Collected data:
# # # # # # #
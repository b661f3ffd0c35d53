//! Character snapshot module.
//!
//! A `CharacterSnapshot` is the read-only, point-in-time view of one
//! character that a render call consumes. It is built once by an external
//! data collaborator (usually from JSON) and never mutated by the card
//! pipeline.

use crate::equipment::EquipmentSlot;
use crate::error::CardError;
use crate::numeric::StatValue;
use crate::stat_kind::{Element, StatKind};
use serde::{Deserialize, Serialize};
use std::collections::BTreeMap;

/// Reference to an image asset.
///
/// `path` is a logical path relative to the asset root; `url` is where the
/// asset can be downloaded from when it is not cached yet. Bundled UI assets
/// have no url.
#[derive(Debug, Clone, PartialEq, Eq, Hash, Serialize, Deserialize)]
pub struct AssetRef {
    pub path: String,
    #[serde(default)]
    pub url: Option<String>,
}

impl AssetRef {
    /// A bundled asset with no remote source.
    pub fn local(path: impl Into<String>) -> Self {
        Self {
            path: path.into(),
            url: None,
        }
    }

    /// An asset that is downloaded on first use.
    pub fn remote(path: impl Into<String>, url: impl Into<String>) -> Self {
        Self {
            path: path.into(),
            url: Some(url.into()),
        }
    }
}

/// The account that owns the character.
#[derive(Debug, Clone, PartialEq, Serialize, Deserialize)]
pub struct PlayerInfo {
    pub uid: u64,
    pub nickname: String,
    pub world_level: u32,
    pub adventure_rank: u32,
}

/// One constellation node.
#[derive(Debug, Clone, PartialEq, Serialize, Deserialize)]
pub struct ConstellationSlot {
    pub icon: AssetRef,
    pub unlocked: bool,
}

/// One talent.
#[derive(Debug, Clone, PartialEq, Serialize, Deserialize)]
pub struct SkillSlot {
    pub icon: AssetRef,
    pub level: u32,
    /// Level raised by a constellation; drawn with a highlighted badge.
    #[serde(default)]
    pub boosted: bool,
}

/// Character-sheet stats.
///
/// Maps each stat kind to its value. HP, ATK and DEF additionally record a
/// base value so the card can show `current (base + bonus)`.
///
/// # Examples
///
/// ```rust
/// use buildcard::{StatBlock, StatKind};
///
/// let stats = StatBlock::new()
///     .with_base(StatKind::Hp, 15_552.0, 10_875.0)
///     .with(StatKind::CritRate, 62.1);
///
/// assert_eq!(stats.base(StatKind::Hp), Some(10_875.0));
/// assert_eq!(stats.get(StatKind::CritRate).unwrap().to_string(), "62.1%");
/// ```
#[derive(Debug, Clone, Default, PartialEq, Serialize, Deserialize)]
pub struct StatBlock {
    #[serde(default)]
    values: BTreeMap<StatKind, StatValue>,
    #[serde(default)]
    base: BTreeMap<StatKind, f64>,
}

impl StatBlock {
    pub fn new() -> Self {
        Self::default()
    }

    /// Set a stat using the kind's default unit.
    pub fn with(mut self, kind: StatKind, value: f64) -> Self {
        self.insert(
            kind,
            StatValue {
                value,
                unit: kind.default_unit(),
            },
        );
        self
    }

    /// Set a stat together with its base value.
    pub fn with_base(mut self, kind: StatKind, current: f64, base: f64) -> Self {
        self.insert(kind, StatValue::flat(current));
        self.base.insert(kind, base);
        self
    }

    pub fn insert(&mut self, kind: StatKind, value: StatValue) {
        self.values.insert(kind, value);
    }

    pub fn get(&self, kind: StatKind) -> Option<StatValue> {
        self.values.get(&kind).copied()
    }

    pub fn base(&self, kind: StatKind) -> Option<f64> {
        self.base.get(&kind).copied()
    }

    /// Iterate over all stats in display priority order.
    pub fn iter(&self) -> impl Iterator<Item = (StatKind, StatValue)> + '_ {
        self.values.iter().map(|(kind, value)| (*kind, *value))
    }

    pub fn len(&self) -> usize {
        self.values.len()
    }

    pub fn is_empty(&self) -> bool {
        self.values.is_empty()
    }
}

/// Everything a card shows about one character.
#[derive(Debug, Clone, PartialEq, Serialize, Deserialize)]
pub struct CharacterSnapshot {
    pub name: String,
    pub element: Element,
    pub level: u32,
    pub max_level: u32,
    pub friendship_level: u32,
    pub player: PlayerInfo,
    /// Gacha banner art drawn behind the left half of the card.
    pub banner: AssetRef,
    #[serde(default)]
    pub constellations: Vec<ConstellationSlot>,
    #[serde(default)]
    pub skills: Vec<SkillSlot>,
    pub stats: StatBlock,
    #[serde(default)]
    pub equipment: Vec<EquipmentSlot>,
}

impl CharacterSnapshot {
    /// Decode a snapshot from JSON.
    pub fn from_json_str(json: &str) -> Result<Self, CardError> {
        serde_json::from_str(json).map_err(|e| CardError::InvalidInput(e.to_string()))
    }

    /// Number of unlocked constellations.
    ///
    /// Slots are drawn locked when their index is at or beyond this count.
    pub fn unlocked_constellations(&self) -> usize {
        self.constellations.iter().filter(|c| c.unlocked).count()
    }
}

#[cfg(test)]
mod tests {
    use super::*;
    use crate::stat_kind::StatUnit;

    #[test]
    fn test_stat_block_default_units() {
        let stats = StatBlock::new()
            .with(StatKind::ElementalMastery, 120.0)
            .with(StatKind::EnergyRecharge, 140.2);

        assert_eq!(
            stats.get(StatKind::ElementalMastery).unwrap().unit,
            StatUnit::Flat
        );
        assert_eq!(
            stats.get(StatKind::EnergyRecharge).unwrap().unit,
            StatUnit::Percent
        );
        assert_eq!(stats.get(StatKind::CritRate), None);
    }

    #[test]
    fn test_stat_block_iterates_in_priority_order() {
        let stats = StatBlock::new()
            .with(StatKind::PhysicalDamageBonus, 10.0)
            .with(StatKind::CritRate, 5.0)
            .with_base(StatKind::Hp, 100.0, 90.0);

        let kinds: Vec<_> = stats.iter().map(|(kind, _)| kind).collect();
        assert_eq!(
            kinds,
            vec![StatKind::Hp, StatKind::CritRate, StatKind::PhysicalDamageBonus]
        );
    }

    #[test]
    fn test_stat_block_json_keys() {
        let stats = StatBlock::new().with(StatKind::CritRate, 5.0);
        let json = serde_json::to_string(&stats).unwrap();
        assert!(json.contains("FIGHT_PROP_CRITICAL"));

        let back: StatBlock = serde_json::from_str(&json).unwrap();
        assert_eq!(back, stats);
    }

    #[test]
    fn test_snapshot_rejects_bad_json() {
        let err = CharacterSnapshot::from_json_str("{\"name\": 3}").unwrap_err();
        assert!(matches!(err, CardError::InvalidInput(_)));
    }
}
# # # # # # #
> [Assignment]
Repeat all of the data exactly. Include every line.

> [Answer box]
repository b661f3ffd0c35d53
//! Character snapshot module.
//!
//! A `CharacterSnapshot` is the read-only, point-in-time view of one
//! character that a render call consumes. It is built once by an external
//! data collaborator (usually from JSON) and never mutated by the card
//! pipeline.

use crate::equipment::EquipmentSlot;
use crate::error::CardError;
use crate::numeric::StatValue;
use crate::stat_kind::{Element, StatKind};
use serde::{Deserialize, Serialize};
use std::collections::BTreeMap;

/// Reference to an image asset.
///
/// `path` is a logical path relative to the asset root; `url` is where the
/// asset can be downloaded from when it is not cached yet. Bundled UI assets
/// have no url.
#[derive(Debug, Clone, PartialEq, Eq, Hash, Serialize, Deserialize)]
pub struct AssetRef {
    pub path: String,
    #[serde(default)]
    pub url: Option<String>,
}

impl AssetRef {
    /// A bundled asset with no remote source.
    pub fn local(path: impl Into<String>) -> Self {
        Self {
            path: path.into(),
            url: None,
        }
    }

    /// An asset that is downloaded on first use.
    pub fn remote(path: impl Into<String>, url: impl Into<String>) -> Self {
        Self {
            path: path.into(),
            url: Some(url.into()),
        }
    }
}

/// The account that owns the character.
#[derive(Debug, Clone, PartialEq, Serialize, Deserialize)]
pub struct PlayerInfo {
    pub uid: u64,
    pub nickname: String,
    pub world_level: u32,
    pub adventure_rank: u32,
}

/// One constellation node.
#[derive(Debug, Clone, PartialEq, Serialize, Deserialize)]
pub struct ConstellationSlot {
    pub icon: AssetRef,
    pub unlocked: bool,
}

/// One talent.
#[derive(Debug, Clone, PartialEq, Serialize, Deserialize)]
pub struct SkillSlot {
    pub icon: AssetRef,
    pub level: u32,
    /// Level raised by a constellation; drawn with a highlighted badge.
    #[serde(default)]
    pub boosted: bool,
}

/// Character-sheet stats.
///
/// Maps each stat kind to its value. HP, ATK and DEF additionally record a
/// base value so the card can show `current (base + bonus)`.
///
/// # Examples
///
/// ```rust
/// use buildcard::{StatBlock, StatKind};
///
/// let stats = StatBlock::new()
///     .with_base(StatKind::Hp, 15_552.0, 10_875.0)
///     .with(StatKind::CritRate, 62.1);
///
/// assert_eq!(stats.base(StatKind::Hp), Some(10_875.0));
/// assert_eq!(stats.get(StatKind::CritRate).unwrap().to_string(), "62.1%");
/// ```
#[derive(Debug, Clone, Default, PartialEq, Serialize, Deserialize)]
pub struct StatBlock {
    #[serde(default)]
    values: BTreeMap<StatKind, StatValue>,
    #[serde(default)]
    base: BTreeMap<StatKind, f64>,
}

impl StatBlock {
    pub fn new() -> Self {
        Self::default()
    }

    /// Set a stat using the kind's default unit.
    pub fn with(mut self, kind: StatKind, value: f64) -> Self {
        self.insert(
            kind,
            StatValue {
                value,
                unit: kind.default_unit(),
            },
        );
        self
    }

    /// Set a stat together with its base value.
    pub fn with_base(mut self, kind: StatKind, current: f64, base: f64) -> Self {
        self.insert(kind, StatValue::flat(current));
        self.base.insert(kind, base);
        self
    }

    pub fn insert(&mut self, kind: StatKind, value: StatValue) {
        self.values.insert(kind, value);
    }

    pub fn get(&self, kind: StatKind) -> Option<StatValue> {
        self.values.get(&kind).copied()
    }

    pub fn base(&self, kind: StatKind) -> Option<f64> {
        self.base.get(&kind).copied()
    }

    /// Iterate over all stats in display priority order.
    pub fn iter(&self) -> impl Iterator<Item = (StatKind, StatValue)> + '_ {
        self.values.iter().map(|(kind, value)| (*kind, *value))
    }

    pub fn len(&self) -> usize {
        self.values.len()
    }

    pub fn is_empty(&self) -> bool {
        self.values.is_empty()
    }
}

/// Everything a card shows about one character.
#[derive(Debug, Clone, PartialEq, Serialize, Deserialize)]
pub struct CharacterSnapshot {
    pub name: String,
    pub element: Element,
    pub level: u32,
    pub max_level: u32,
    pub friendship_level: u32,
    pub player: PlayerInfo,
    /// Gacha banner art drawn behind the left half of the card.
    pub banner: AssetRef,
    #[serde(default)]
    pub constellations: Vec<ConstellationSlot>,
    #[serde(default)]
    pub skills: Vec<SkillSlot>,
    pub stats: StatBlock,
    #[serde(default)]
    pub equipment: Vec<EquipmentSlot>,
}

impl CharacterSnapshot {
    /// Decode a snapshot from JSON.
    pub fn from_json_str(json: &str) -> Result<Self, CardError> {
        serde_json::from_str(json).map_err(|e| CardError::InvalidInput(e.to_string()))
    }

    /// Number of unlocked constellations.
    ///
    /// Slots are drawn locked when their index is at or beyond this count.
    pub fn unlocked_constellations(&self) -> usize {
        self.constellations.iter().filter(|c| c.unlocked).count()
    }
}

#[cfg(test)]
mod tests {
    use super::*;
    use crate::stat_kind::StatUnit;

    #[test]
    fn test_stat_block_default_units() {
        let stats = StatBlock::new()
            .with(StatKind::ElementalMastery, 120.0)
            .with(StatKind::EnergyRecharge, 140.2);

        assert_eq!(
            stats.get(StatKind::ElementalMastery).unwrap().unit,
            StatUnit::Flat
        );
        assert_eq!(
            stats.get(StatKind::EnergyRecharge).unwrap().unit,
            StatUnit::Percent
        );
        assert_eq!(stats.get(StatKind::CritRate), None);
    }

    #[test]
    fn test_stat_block_iterates_in_priority_order() {
        let stats = StatBlock::new()
            .with(StatKind::PhysicalDamageBonus, 10.0)
            .with(StatKind::CritRate, 5.0)
            .with_base(StatKind::Hp, 100.0, 90.0);

        let kinds: Vec<_> = stats.iter().map(|(kind, _)| kind).collect();
        assert_eq!(
            kinds,
            vec![StatKind::Hp, StatKind::CritRate, StatKind::PhysicalDamageBonus]
        );
    }

    #[test]
    fn test_stat_block_json_keys() {
        let stats = StatBlock::new().with(StatKind::CritRate, 5.0);
        let json = serde_json::to_string(&stats).unwrap();
        assert!(json.contains("FIGHT_PROP_CRITICAL"));

        let back: StatBlock = serde_json::from_str(&json).unwrap();
        assert_eq!(back, stats);
    }

    #[test]
    fn test_snapshot_rejects_bad_json() {
        let err = CharacterSnapshot::from_json_str("{\"name\": 3}").unwrap_err();
        assert!(matches!(err, CardError::InvalidInput(_)));
    }
}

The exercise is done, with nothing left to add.